Task item> Given the entries that follow, write out exactly the lines starting at the one containing "assert_eq!(not_found.status(), StatusCode::NOT_FOUND);" and ending at the one containing "pub mod views;", both ends included, and only those.

Data supplied>
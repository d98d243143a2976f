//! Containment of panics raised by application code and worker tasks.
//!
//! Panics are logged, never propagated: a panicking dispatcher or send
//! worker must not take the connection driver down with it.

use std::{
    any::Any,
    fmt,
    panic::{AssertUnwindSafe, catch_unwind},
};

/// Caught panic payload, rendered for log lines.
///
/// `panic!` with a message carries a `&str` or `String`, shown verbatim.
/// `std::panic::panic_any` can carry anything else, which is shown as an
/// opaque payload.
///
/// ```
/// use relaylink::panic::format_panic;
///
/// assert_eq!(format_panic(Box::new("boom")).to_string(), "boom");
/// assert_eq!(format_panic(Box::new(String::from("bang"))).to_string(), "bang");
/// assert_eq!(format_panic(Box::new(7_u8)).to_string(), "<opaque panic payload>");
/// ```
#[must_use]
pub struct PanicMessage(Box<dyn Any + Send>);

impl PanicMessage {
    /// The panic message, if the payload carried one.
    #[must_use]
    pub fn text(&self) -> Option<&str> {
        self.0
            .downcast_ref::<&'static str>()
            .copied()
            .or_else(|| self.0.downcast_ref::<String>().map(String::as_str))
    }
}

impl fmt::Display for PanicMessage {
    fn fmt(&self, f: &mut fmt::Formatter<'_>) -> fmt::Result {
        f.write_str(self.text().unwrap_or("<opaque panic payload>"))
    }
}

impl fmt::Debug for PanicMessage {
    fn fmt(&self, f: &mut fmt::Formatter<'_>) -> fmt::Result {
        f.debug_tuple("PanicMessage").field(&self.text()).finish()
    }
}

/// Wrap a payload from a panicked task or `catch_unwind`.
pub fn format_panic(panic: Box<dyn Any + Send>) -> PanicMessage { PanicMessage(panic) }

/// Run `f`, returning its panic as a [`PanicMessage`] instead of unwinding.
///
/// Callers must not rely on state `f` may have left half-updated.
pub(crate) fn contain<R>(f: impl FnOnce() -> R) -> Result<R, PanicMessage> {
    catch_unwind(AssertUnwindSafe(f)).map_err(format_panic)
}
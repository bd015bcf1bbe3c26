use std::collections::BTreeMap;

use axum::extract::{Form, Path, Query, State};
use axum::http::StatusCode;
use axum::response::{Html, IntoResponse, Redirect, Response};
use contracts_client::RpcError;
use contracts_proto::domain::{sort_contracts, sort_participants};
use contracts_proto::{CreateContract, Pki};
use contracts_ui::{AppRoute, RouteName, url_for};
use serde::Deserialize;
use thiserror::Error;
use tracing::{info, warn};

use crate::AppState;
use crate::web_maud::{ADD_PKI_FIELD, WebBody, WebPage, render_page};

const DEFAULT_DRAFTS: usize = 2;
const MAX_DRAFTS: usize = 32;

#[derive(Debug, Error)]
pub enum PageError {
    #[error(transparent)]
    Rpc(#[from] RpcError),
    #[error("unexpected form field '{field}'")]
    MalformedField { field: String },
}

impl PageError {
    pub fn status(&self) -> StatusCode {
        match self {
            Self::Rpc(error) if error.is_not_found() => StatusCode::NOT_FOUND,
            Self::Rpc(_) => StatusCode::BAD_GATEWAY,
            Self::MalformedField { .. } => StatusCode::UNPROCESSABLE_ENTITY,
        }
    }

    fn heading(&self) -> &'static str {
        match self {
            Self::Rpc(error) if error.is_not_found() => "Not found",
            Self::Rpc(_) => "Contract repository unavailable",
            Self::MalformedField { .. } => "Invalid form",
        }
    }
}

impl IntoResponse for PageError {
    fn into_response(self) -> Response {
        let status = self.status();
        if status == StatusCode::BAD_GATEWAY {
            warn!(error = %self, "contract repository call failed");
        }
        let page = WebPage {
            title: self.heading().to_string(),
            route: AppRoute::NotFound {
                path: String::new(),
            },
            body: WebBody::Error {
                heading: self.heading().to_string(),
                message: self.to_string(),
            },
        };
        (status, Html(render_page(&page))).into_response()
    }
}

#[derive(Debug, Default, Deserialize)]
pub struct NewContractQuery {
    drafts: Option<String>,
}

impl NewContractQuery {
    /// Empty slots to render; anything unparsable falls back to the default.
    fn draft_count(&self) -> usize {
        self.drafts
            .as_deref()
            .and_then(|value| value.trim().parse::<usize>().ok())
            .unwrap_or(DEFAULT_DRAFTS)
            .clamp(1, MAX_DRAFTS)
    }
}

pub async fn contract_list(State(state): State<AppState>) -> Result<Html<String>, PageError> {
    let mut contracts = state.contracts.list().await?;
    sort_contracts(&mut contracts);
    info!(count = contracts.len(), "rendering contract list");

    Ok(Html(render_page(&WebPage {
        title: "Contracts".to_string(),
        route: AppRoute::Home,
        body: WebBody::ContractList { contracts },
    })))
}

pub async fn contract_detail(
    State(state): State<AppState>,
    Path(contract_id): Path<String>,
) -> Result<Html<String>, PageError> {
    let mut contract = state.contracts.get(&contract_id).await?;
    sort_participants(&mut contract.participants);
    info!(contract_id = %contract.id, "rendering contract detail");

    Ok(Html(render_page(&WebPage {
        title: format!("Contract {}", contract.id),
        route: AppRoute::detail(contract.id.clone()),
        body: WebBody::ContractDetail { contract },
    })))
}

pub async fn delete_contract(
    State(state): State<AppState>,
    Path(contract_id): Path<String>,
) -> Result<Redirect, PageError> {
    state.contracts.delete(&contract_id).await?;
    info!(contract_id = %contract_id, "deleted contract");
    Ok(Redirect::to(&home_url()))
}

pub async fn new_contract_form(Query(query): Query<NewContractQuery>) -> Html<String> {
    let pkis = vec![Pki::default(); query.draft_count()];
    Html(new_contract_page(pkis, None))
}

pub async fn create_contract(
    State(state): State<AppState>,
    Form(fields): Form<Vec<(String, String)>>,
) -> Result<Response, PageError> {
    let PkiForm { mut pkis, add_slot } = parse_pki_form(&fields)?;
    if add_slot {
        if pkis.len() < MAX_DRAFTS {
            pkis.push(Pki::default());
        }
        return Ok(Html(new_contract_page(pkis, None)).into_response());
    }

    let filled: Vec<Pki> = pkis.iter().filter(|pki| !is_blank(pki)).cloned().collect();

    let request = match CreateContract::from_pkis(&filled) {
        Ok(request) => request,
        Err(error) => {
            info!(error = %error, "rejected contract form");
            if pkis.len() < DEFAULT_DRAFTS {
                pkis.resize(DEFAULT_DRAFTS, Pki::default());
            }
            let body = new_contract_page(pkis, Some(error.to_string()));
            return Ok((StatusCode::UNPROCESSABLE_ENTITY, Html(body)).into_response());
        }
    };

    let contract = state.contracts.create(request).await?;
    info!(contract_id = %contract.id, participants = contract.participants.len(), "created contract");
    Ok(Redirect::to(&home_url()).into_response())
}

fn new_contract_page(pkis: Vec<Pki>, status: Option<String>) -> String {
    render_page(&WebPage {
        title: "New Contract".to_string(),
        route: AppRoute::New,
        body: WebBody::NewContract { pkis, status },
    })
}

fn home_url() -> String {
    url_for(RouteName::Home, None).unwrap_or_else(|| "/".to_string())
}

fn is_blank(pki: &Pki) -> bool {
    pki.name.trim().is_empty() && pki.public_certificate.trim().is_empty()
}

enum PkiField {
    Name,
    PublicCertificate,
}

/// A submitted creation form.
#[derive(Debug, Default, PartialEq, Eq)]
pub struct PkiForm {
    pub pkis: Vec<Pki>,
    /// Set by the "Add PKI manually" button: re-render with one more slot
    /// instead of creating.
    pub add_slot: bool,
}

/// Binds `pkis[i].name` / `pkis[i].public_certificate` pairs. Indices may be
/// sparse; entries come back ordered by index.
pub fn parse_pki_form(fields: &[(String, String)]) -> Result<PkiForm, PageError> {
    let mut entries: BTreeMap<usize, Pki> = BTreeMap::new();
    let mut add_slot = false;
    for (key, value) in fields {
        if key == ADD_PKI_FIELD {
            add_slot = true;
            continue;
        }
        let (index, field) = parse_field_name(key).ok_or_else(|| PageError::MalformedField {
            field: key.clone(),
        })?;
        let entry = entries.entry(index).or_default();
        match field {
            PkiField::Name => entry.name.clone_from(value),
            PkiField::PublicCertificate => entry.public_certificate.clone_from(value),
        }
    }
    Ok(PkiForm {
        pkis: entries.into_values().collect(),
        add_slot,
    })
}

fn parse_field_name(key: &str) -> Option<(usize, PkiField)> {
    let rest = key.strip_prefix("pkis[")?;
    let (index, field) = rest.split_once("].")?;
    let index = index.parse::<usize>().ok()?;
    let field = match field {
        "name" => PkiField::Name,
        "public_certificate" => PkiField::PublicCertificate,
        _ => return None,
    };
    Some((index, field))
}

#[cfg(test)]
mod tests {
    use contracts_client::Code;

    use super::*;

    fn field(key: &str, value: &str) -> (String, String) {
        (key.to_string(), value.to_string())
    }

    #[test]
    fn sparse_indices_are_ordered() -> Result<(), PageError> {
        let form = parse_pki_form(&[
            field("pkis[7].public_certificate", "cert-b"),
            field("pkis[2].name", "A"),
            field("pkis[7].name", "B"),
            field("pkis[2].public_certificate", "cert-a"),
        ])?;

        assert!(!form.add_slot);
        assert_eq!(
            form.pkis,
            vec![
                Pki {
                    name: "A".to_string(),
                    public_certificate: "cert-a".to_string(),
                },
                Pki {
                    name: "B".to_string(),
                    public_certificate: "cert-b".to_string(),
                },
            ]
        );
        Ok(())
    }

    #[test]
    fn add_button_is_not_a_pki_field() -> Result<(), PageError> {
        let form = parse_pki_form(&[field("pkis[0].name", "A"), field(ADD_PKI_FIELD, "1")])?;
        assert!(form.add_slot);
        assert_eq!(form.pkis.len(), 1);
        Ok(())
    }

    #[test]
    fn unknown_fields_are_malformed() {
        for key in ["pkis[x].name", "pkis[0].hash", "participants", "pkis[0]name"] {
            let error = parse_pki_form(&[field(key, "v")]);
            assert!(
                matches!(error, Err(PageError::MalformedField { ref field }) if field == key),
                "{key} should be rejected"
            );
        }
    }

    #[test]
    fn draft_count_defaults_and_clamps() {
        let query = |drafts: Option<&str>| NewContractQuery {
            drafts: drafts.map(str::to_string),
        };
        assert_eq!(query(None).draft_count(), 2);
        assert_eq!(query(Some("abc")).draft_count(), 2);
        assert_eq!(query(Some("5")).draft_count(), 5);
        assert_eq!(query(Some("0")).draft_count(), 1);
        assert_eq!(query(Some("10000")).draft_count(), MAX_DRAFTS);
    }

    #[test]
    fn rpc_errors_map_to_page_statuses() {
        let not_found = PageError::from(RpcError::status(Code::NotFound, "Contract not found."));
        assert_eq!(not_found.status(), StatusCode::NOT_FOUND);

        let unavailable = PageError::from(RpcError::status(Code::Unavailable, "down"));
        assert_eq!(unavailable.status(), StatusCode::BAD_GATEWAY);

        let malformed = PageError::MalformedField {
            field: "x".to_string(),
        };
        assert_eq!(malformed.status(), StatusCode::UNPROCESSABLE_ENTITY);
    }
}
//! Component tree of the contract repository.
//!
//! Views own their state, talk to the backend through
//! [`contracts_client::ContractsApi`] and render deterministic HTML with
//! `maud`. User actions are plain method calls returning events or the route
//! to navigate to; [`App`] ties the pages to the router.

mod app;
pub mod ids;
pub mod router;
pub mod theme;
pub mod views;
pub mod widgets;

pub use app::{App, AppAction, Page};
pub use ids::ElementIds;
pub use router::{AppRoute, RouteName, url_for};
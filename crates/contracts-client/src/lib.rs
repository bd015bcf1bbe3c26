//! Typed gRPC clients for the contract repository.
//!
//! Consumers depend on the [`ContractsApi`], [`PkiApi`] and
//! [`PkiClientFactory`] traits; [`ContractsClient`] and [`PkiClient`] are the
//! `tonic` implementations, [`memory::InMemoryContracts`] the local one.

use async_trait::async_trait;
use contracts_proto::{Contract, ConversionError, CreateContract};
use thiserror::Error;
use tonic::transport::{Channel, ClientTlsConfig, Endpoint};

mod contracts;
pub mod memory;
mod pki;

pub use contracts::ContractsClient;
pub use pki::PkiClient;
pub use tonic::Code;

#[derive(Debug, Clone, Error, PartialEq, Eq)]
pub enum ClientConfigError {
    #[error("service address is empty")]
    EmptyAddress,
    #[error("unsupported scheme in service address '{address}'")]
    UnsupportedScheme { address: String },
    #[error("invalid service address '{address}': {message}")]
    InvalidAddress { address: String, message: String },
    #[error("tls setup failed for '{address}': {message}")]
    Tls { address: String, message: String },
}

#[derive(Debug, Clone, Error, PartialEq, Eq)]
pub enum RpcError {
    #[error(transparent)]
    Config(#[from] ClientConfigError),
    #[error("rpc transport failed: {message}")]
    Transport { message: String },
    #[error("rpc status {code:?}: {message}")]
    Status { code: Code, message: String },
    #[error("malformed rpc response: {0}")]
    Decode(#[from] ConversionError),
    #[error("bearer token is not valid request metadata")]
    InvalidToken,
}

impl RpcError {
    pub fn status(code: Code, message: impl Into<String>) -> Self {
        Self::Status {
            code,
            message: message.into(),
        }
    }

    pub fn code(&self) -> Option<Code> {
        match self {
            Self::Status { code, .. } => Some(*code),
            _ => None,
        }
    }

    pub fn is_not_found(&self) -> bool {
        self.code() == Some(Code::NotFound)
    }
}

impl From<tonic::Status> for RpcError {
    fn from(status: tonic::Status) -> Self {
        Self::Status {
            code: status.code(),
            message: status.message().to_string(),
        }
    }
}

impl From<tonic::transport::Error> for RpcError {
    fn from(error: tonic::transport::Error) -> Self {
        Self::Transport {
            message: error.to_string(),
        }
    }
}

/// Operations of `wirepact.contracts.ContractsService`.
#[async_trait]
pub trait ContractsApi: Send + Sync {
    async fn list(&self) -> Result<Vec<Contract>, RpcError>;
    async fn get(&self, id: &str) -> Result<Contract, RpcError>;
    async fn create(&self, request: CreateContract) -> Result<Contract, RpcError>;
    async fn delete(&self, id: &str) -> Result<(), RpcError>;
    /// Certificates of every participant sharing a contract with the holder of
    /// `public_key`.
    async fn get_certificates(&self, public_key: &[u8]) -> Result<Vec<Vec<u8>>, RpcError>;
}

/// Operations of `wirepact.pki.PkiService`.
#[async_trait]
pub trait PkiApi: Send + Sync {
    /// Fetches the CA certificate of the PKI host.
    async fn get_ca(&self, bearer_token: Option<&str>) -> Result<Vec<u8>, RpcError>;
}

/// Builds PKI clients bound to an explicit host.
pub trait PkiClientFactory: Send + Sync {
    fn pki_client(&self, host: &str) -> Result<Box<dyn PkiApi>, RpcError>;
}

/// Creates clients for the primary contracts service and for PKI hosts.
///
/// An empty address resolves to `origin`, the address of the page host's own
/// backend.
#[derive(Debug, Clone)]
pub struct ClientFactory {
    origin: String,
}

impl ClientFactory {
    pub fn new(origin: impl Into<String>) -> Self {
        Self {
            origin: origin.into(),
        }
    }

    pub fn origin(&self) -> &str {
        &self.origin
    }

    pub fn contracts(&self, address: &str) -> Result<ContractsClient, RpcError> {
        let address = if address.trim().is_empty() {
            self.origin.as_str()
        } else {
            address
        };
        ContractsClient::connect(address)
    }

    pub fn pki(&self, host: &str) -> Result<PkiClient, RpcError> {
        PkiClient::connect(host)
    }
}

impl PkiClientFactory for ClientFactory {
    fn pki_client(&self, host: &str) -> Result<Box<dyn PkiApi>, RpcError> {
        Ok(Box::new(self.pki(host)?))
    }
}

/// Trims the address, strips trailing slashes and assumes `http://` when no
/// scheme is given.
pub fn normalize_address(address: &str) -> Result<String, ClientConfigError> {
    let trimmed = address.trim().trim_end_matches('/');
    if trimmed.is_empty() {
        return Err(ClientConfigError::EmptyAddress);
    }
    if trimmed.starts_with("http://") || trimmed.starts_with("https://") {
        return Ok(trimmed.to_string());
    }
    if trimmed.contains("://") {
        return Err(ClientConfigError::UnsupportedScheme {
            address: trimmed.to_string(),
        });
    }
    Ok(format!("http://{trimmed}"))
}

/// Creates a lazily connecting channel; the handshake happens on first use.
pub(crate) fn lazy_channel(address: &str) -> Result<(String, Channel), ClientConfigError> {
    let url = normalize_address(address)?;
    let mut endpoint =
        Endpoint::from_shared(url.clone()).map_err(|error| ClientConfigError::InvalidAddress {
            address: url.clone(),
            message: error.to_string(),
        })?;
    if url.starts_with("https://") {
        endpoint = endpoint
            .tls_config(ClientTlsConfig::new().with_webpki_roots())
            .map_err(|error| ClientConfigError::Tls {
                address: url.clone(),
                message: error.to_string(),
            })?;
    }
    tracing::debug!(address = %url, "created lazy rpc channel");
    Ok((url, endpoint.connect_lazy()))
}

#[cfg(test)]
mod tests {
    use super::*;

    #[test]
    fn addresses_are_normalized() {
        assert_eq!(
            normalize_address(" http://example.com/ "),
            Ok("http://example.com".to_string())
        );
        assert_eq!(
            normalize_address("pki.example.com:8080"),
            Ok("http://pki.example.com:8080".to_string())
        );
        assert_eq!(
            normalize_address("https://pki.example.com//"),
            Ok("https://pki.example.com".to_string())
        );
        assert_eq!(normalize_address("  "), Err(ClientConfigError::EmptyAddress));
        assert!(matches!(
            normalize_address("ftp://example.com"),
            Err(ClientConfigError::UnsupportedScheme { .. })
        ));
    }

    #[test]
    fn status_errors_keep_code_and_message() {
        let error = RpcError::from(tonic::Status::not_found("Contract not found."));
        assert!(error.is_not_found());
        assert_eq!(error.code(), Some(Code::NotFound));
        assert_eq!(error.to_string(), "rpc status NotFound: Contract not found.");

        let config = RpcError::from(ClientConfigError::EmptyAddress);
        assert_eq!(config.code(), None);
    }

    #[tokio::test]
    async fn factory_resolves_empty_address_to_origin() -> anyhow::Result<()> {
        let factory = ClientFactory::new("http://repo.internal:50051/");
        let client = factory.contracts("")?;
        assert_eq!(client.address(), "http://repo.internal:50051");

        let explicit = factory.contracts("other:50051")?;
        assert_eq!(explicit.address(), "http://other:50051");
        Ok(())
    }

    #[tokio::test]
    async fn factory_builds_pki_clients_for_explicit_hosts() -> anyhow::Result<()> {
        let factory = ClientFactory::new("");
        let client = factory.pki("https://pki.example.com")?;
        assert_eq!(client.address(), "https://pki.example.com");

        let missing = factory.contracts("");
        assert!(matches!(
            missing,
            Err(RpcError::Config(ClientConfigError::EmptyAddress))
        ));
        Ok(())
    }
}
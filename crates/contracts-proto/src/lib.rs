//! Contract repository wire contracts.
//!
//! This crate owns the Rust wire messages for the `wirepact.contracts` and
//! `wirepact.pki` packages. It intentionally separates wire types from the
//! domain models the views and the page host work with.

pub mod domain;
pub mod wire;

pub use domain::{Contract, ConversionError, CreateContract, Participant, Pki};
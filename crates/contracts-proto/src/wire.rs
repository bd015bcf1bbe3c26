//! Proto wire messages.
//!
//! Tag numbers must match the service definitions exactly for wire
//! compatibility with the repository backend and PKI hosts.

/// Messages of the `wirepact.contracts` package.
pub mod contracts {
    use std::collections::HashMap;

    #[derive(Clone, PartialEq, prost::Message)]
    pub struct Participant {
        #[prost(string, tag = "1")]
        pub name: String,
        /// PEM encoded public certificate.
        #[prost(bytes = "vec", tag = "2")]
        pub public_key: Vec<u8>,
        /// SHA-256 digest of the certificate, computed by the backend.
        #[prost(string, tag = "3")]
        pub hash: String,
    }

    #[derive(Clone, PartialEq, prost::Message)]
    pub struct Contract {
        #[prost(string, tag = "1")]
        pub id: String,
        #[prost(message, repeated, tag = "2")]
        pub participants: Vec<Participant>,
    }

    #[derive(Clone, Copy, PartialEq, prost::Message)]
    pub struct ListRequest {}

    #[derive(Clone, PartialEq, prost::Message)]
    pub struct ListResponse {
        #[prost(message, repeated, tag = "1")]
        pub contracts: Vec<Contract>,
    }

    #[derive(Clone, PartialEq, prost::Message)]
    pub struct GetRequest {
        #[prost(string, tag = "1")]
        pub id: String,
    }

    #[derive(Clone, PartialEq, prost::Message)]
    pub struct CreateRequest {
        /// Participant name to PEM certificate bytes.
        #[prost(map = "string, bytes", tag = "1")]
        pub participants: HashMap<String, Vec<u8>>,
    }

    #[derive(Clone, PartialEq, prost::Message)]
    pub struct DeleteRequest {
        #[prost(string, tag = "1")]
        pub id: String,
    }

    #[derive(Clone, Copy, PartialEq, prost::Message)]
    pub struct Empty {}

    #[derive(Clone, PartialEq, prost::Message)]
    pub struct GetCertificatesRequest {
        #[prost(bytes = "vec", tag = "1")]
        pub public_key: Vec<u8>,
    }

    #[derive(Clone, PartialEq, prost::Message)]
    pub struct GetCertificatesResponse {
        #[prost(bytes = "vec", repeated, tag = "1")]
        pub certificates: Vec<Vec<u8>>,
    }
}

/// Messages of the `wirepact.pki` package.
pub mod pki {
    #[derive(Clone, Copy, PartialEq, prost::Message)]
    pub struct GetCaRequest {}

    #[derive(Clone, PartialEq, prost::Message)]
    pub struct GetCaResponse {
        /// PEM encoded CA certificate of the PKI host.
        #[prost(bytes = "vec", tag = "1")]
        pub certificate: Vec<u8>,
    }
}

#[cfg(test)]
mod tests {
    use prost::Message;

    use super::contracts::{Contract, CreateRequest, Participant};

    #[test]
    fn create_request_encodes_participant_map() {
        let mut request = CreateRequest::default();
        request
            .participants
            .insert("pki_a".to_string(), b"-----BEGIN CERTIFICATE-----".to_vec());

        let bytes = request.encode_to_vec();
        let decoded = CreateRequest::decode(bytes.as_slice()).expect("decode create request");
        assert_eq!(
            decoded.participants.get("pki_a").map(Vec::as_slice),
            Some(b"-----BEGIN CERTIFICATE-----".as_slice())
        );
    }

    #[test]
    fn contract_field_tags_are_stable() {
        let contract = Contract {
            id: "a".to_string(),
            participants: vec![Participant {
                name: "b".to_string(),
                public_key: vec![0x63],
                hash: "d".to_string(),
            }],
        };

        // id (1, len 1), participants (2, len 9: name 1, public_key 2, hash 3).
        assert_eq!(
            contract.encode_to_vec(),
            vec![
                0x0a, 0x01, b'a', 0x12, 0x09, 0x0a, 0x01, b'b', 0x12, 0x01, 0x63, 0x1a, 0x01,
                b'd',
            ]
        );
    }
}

Answer below>
        assert_eq!(not_found.status(), StatusCode::NOT_FOUND);

        let unavailable = PageError::from(RpcError::status(Code::Unavailable, "down"));
        assert_eq!(unavailable.status(), StatusCode::BAD_GATEWAY);

        let malformed = PageError::MalformedField {
            field: "x".to_string(),
        };
        assert_eq!(malformed.status(), StatusCode::UNPROCESSABLE_ENTITY);
    }
}
//! Component tree of the contract repository.
//!
//! Views own their state, talk to the backend through
//! [`contracts_client::ContractsApi`] and render deterministic HTML with
//! `maud`. User actions are plain method calls returning events or the route
//! to navigate to; [`App`] ties the pages to the router.

mod app;
pub mod ids;
pub mod router;
pub mod theme;
pub mod views;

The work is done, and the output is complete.